**What you are asked to do**
Could you copy every line of the data that contains the word "JsonSnapshot"?

**The data**

impl CursorState {
    /// Decide how to request `page`. Requesting the first page starts a new
    /// walk and forgets everything learned on the previous one.
    fn begin(&mut self, page: u32, first_page: u32) -> Result<NextRequest, FetchError> {
        if page == first_page {
            *self = Self::default();
            return Ok(NextRequest::Send { after: None });
        }
        if self.last_page.is_some_and(|last| page > last) {
            return Ok(NextRequest::Skip);
        }
        match self.after.get(&page) {
            Some(cursor) => Ok(NextRequest::Send {
                after: Some(cursor.clone()),
            }),
            None => Err(FetchError::Source(format!(
                "no cursor for page {page}; pages must be fetched in order"
            ))),
        }
    }

    /// Record what the server said about `page`.
    fn record(&mut self, page: u32, end_cursor: Option<&str>, has_next_page: bool) {
        match (end_cursor, has_next_page) {
            (Some(cursor), true) => {
                self.after.insert(page + 1, cursor.to_string());
                self.last_page = None;
            }
            _ => {
                info!(page, "server reports no further pages");
                self.last_page = Some(page);
            }
        }
    }
}

/// Cursor-paginated GraphQL listing exposed as numbered pages.
///
/// Page `start_page` is requested without a cursor; each later page uses the
/// `endCursor` of the page before it, so pages must be requested in order.
/// Once the server reports `hasNextPage: false`, later pages come back empty
/// without a request.
pub struct GraphqlPageSource {
    client: reqwest::Client,
    endpoint: String,
    page_size: u32,
    first_page: u32,
    cursors: Mutex<CursorState>,
}

impl GraphqlPageSource {
    pub fn new(config: &FetchConfig) -> Result<Self, FetchError> {
        Ok(Self {
            client: build_client(config)?,
            endpoint: config.base_url.clone(),
            page_size: config.page_size.max(1),
            first_page: config.start_page,
            cursors: Mutex::new(CursorState::default()),
        })
    }

    fn state(&self) -> Result<std::sync::MutexGuard<'_, CursorState>, FetchError> {
        self.cursors
            .lock()
            .map_err(|e| FetchError::Source(format!("cursor state poisoned: {e}")))
    }
}

#[async_trait]
impl PageSource for GraphqlPageSource {
    async fn fetch_page(&self, page: u32) -> Result<Page, FetchError> {
        let after = match self.state()?.begin(page, self.first_page)? {
            NextRequest::Skip => return Ok(Page::empty()),
            NextRequest::Send { after } => after,
        };

        let body = serde_json::json!({
            "query": REVIEWS_QUERY,
            "variables": { "first": self.page_size, "after": after },
        });
        debug!(endpoint = %self.endpoint, page, "POST reviews query");
        let resp = self.client.post(&self.endpoint).json(&body).send().await?;
        let raw = check_status(resp).await?.text().await?;
        let parsed = parse_graphql_page(&raw, page)?;

        self.state()?
            .record(page, parsed.end_cursor.as_deref(), parsed.page.has_more);
        Ok(parsed.page)
    }
}
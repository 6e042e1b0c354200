//! JSON files: classified-review snapshots and unclassified review lists.
//!
//! Both are a pretty-printed array of flat records. Writes go to a temp file
//! in the target directory and are renamed into place.

use std::fs::File;
use std::io::{BufReader, BufWriter, Write};
use std::path::Path;

use reviewpulse_core::{ClassifiedReview, Review};
use serde::Serialize;
use serde::de::DeserializeOwned;
use tracing::info;

use crate::StoreError;

/// Classified-review snapshot as a JSON array of
/// `{title, body, date, month, label, confidence}` records.
pub struct JsonSnapshot;

impl JsonSnapshot {
    pub fn write(path: &Path, reviews: &[ClassifiedReview]) -> Result<(), StoreError> {
        write_records(path, reviews)?;
        info!(path = %path.display(), count = reviews.len(), "wrote snapshot");
        Ok(())
    }

    /// Read and validate a snapshot. Any invalid record fails the whole read.
    pub fn read(path: &Path) -> Result<Vec<ClassifiedReview>, StoreError> {
        let reviews = read_records(path)?;
        info!(path = %path.display(), count = reviews.len(), "read snapshot");
        Ok(reviews)
    }
}

/// Write normalised but unclassified reviews.
pub fn write_reviews(path: &Path, reviews: &[Review]) -> Result<(), StoreError> {
    write_records(path, reviews)?;
    info!(path = %path.display(), count = reviews.len(), "wrote reviews");
    Ok(())
}

pub fn read_reviews(path: &Path) -> Result<Vec<Review>, StoreError> {
    let reviews = read_records(path)?;
    info!(path = %path.display(), count = reviews.len(), "read reviews");
    Ok(reviews)
}

fn write_records<T: Serialize>(path: &Path, records: &[T]) -> Result<(), StoreError> {
    persist_atomically(path, |file| {
        let mut out = BufWriter::new(file);
        serde_json::to_writer_pretty(&mut out, records)?;
        out.write_all(b"\n")?;
        out.flush()?;
        Ok(())
    })
}

/// Parse the array first, then each element, so a syntax error is
/// [`StoreError::Json`] and a bad record is [`StoreError::Invalid`] with its index.
fn read_records<T: DeserializeOwned>(path: &Path) -> Result<Vec<T>, StoreError> {
    if !path.exists() {
        return Err(StoreError::NotFound(path.to_path_buf()));
    }
    let reader = BufReader::new(File::open(path)?);
    let values: Vec<serde_json::Value> = serde_json::from_reader(reader)?;

    values
        .into_iter()
        .enumerate()
        .map(|(i, value)| {
            serde_json::from_value(value).map_err(|e| {
                StoreError::Invalid(format!("record {i} in {}: {e}", path.display()))
            })
        })
        .collect()
}

/// Run `write` against a temp file next to `path`, then rename it over `path`.
pub(crate) fn persist_atomically<F>(path: &Path, write: F) -> Result<(), StoreError>
where
    F: FnOnce(&mut File) -> Result<(), StoreError>,
{
    let dir = match path.parent() {
        Some(p) if !p.as_os_str().is_empty() => p,
        _ => Path::new("."),
    };
    let mut tmp = tempfile::NamedTempFile::new_in(dir)?;
    write(tmp.as_file_mut())?;
    tmp.persist(path).map_err(|e| StoreError::Io(e.error))?;
    Ok(())
}
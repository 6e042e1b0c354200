//! Parquet snapshots: one Arrow `RecordBatch` in the classified-review schema.

use std::path::Path;
use std::sync::Arc;

use arrow::array::{Array, ArrayRef, Date32Array, Float32Array, StringArray, UInt8Array};
use arrow::record_batch::RecordBatch;
use chrono::{Datelike, NaiveDate};
use parquet::arrow::ArrowWriter;
use parquet::arrow::arrow_reader::ParquetRecordBatchReaderBuilder;
use reviewpulse_core::schema::classified_review_schema;
use reviewpulse_core::{ClassifiedReview, SnapshotRecord};
use tracing::info;

use crate::StoreError;
use crate::json::persist_atomically;

/// Days from 0001-01-01 (CE) to 1970-01-01.
const UNIX_EPOCH_DAYS_FROM_CE: i32 = 719_163;

pub struct ParquetSnapshot;

impl ParquetSnapshot {
    pub fn write(path: &Path, reviews: &[ClassifiedReview]) -> Result<(), StoreError> {
        let batch = to_record_batch(reviews)?;
        persist_atomically(path, |file| {
            let mut writer = ArrowWriter::try_new(file, batch.schema(), None)?;
            writer.write(&batch)?;
            writer.close()?;
            Ok(())
        })?;
        info!(path = %path.display(), count = reviews.len(), "wrote parquet snapshot");
        Ok(())
    }

    pub fn read(path: &Path) -> Result<Vec<ClassifiedReview>, StoreError> {
        if !path.exists() {
            return Err(StoreError::NotFound(path.to_path_buf()));
        }
        let file = std::fs::File::open(path)?;
        let reader = ParquetRecordBatchReaderBuilder::try_new(file)?.build()?;

        let mut reviews = Vec::new();
        for batch in reader {
            from_record_batch(&batch?, &mut reviews)?;
        }
        info!(path = %path.display(), count = reviews.len(), "read parquet snapshot");
        Ok(reviews)
    }
}

pub fn to_record_batch(reviews: &[ClassifiedReview]) -> Result<RecordBatch, StoreError> {
    let records: Vec<SnapshotRecord> =
        reviews.iter().cloned().map(SnapshotRecord::from).collect();

    let title = StringArray::from_iter_values(records.iter().map(|r| r.title.as_str()));
    let body = StringArray::from_iter_values(records.iter().map(|r| r.body.as_str()));
    let date = Date32Array::from_iter_values(
        records
            .iter()
            .map(|r| r.date.num_days_from_ce() - UNIX_EPOCH_DAYS_FROM_CE),
    );
    let month = UInt8Array::from_iter_values(records.iter().map(|r| r.month as u8));
    let label = StringArray::from_iter_values(records.iter().map(|r| r.label.as_str()));
    let confidence = Float32Array::from_iter_values(records.iter().map(|r| r.confidence));
    let id: StringArray = records.iter().map(|r| r.id.as_deref()).collect();
    let rating: UInt8Array = records.iter().map(|r| r.rating).collect();

    let columns: Vec<ArrayRef> = vec![
        Arc::new(title),
        Arc::new(body),
        Arc::new(date),
        Arc::new(month),
        Arc::new(label),
        Arc::new(confidence),
        Arc::new(id),
        Arc::new(rating),
    ];
    Ok(RecordBatch::try_new(Arc::new(classified_review_schema()), columns)?)
}

fn column<'a, T: Array + 'static>(
    batch: &'a RecordBatch,
    name: &str,
) -> Result<&'a T, StoreError> {
    batch
        .column_by_name(name)
        .and_then(|c| c.as_any().downcast_ref::<T>())
        .ok_or_else(|| StoreError::Invalid(format!("missing or mistyped column {name:?}")))
}

fn from_record_batch(
    batch: &RecordBatch,
    out: &mut Vec<ClassifiedReview>,
) -> Result<(), StoreError> {
    let title = column::<StringArray>(batch, "title")?;
    let body = column::<StringArray>(batch, "body")?;
    let date = column::<Date32Array>(batch, "date")?;
    let month = column::<UInt8Array>(batch, "month")?;
    let label = column::<StringArray>(batch, "label")?;
    let confidence = column::<Float32Array>(batch, "confidence")?;
    let id = column::<StringArray>(batch, "id")?;
    let rating = column::<UInt8Array>(batch, "rating")?;

    for i in 0..batch.num_rows() {
        let days = date.value(i);
        let day = days
            .checked_add(UNIX_EPOCH_DAYS_FROM_CE)
            .and_then(NaiveDate::from_num_days_from_ce_opt)
            .ok_or_else(|| StoreError::Invalid(format!("row {i}: date out of range ({days})")))?;
        let record = SnapshotRecord {
            title: title.value(i).to_string(),
            body: body.value(i).to_string(),
            date: day,
            month: month.value(i) as u32,
            label: label.value(i).to_string(),
            confidence: confidence.value(i),
            id: (!id.is_null(i)).then(|| id.value(i).to_string()),
            rating: (!rating.is_null(i)).then(|| rating.value(i)),
        };
        let review = ClassifiedReview::try_from(record)
            .map_err(|e| StoreError::Invalid(format!("row {i}: {e}")))?;
        out.push(review);
    }
    Ok(())
}

#[cfg(test)]
mod tests {
    use super::*;
    use reviewpulse_core::{Label, Review};
    use tempfile::TempDir;

    fn sample() -> Vec<ClassifiedReview> {
        let d = |m, day| NaiveDate::from_ymd_opt(2023, m, day).unwrap();
        vec![
            ClassifiedReview::new(
                Review::new("Box Review", "Tasty", d(1, 5)).with_rating(Some(4)),
                Label::Positive,
                0.93,
            ),
            ClassifiedReview::new(
                Review::new("", "Stale", d(12, 31)).with_id(Some("cookie-tin-2".into())),
                Label::Negative,
                0.71,
            ),
        ]
    }

    #[test]
    fn record_batch_matches_schema() {
        let batch = to_record_batch(&sample()).unwrap();
        assert_eq!(batch.num_rows(), 2);
        assert_eq!(batch.schema().as_ref(), &classified_review_schema());
        let id = column::<StringArray>(&batch, "id").unwrap();
        assert!(id.is_null(0));
        assert_eq!(id.value(1), "cookie-tin-2");
    }

    #[test]
    fn parquet_write_then_read() {
        let dir = TempDir::new().unwrap();
        let path = dir.path().join("snapshot.parquet");
        let reviews = sample();
        ParquetSnapshot::write(&path, &reviews).unwrap();
        assert_eq!(ParquetSnapshot::read(&path).unwrap(), reviews);
    }

    #[test]
    fn empty_snapshot() {
        let dir = TempDir::new().unwrap();
        let path = dir.path().join("empty.parquet");
        ParquetSnapshot::write(&path, &[]).unwrap();
        assert!(ParquetSnapshot::read(&path).unwrap().is_empty());
    }

    #[test]
    fn far_future_date_is_invalid() {
        let batch = to_record_batch(&sample()[..1]).unwrap();
        let date_index = batch.schema().index_of("date").unwrap();
        let mut columns = batch.columns().to_vec();
        columns[date_index] = Arc::new(Date32Array::from(vec![i32::MAX]));
        let batch = RecordBatch::try_new(batch.schema(), columns).unwrap();

        let mut out = Vec::new();
        match from_record_batch(&batch, &mut out) {
            Err(StoreError::Invalid(msg)) => assert!(msg.contains("date out of range"), "{msg}"),
            other => panic!("expected Invalid, got {other:?}"),
        }
        assert!(out.is_empty());
    }
}
//! Word tokenisation for term-frequency tables.
//!
//! Lowercase, split on anything that is not alphabetic, then discard
//! stopwords and single-character tokens.

use std::collections::HashSet;
use std::sync::LazyLock;

/// English stopwords plus a few review-boilerplate terms.
pub const STOPWORDS: &[&str] = &[
    "a", "about", "above", "after", "again", "against", "all", "also", "am", "an", "and", "any",
    "are", "aren", "as", "at", "be", "because", "been", "before", "being", "below", "between",
    "both", "but", "by", "can", "cannot", "could", "couldn", "did", "didn", "do", "does",
    "doesn", "doing", "don", "down", "during", "each", "else", "ever", "few", "for", "from",
    "further", "get", "got", "had", "hadn", "has", "hasn", "have", "haven", "having", "he",
    "her", "here", "hers", "herself", "him", "himself", "his", "how", "however", "if", "in",
    "into", "is", "isn", "it", "its", "itself", "just", "let", "ll", "me", "more", "most",
    "mustn", "my", "myself", "no", "nor", "not", "now", "of", "off", "on", "once", "only", "or",
    "other", "otherwise", "ought", "our", "ours", "ourselves", "out", "over", "own", "re",
    "same", "shall", "shan", "she", "should", "shouldn", "since", "so", "some", "such", "than",
    "that", "the", "their", "theirs", "them", "themselves", "then", "there", "these", "they",
    "this", "those", "through", "to", "too", "under", "until", "up", "ve", "very", "was",
    "wasn", "we", "were", "weren", "what", "when", "where", "which", "while", "who", "whom",
    "why", "will", "with", "won", "would", "wouldn", "you", "your", "yours", "yourself",
    "yourselves",
];

static STOPWORD_SET: LazyLock<HashSet<&'static str>> =
    LazyLock::new(|| STOPWORDS.iter().copied().collect());

pub fn is_stopword(word: &str) -> bool {
    STOPWORD_SET.contains(word)
}

/// Content words of `text`, in order of appearance.
pub fn content_words(text: &str) -> impl Iterator<Item = String> + '_ {
    text.split(|c: char| !c.is_alphabetic())
        .filter(|w| w.chars().nth(1).is_some())
        .map(str::to_lowercase)
        .filter(|w| !is_stopword(w))
}

#[cfg(test)]
mod tests {
    use super::*;

    #[test]
    fn splits_on_non_alphabetic() {
        let words: Vec<String> =
            content_words("Amazing product, highly-recommend! 10/10").collect();
        assert_eq!(words, ["amazing", "product", "highly", "recommend"]);
    }

    #[test]
    fn drops_stopwords_and_single_chars() {
        let words: Vec<String> = content_words("It is a box of X and I love it").collect();
        assert_eq!(words, ["box", "love"]);
    }

    #[test]
    fn contractions_leave_no_fragments() {
        let words: Vec<String> = content_words("I don't think it's worth it").collect();
        assert_eq!(words, ["think", "worth"]);
    }

    #[test]
    fn non_ascii_letters_kept() {
        let words: Vec<String> = content_words("Très bon café").collect();
        assert_eq!(words, ["très", "bon", "café"]);
    }
}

**Expected answer**
pub struct JsonSnapshot;
impl JsonSnapshot {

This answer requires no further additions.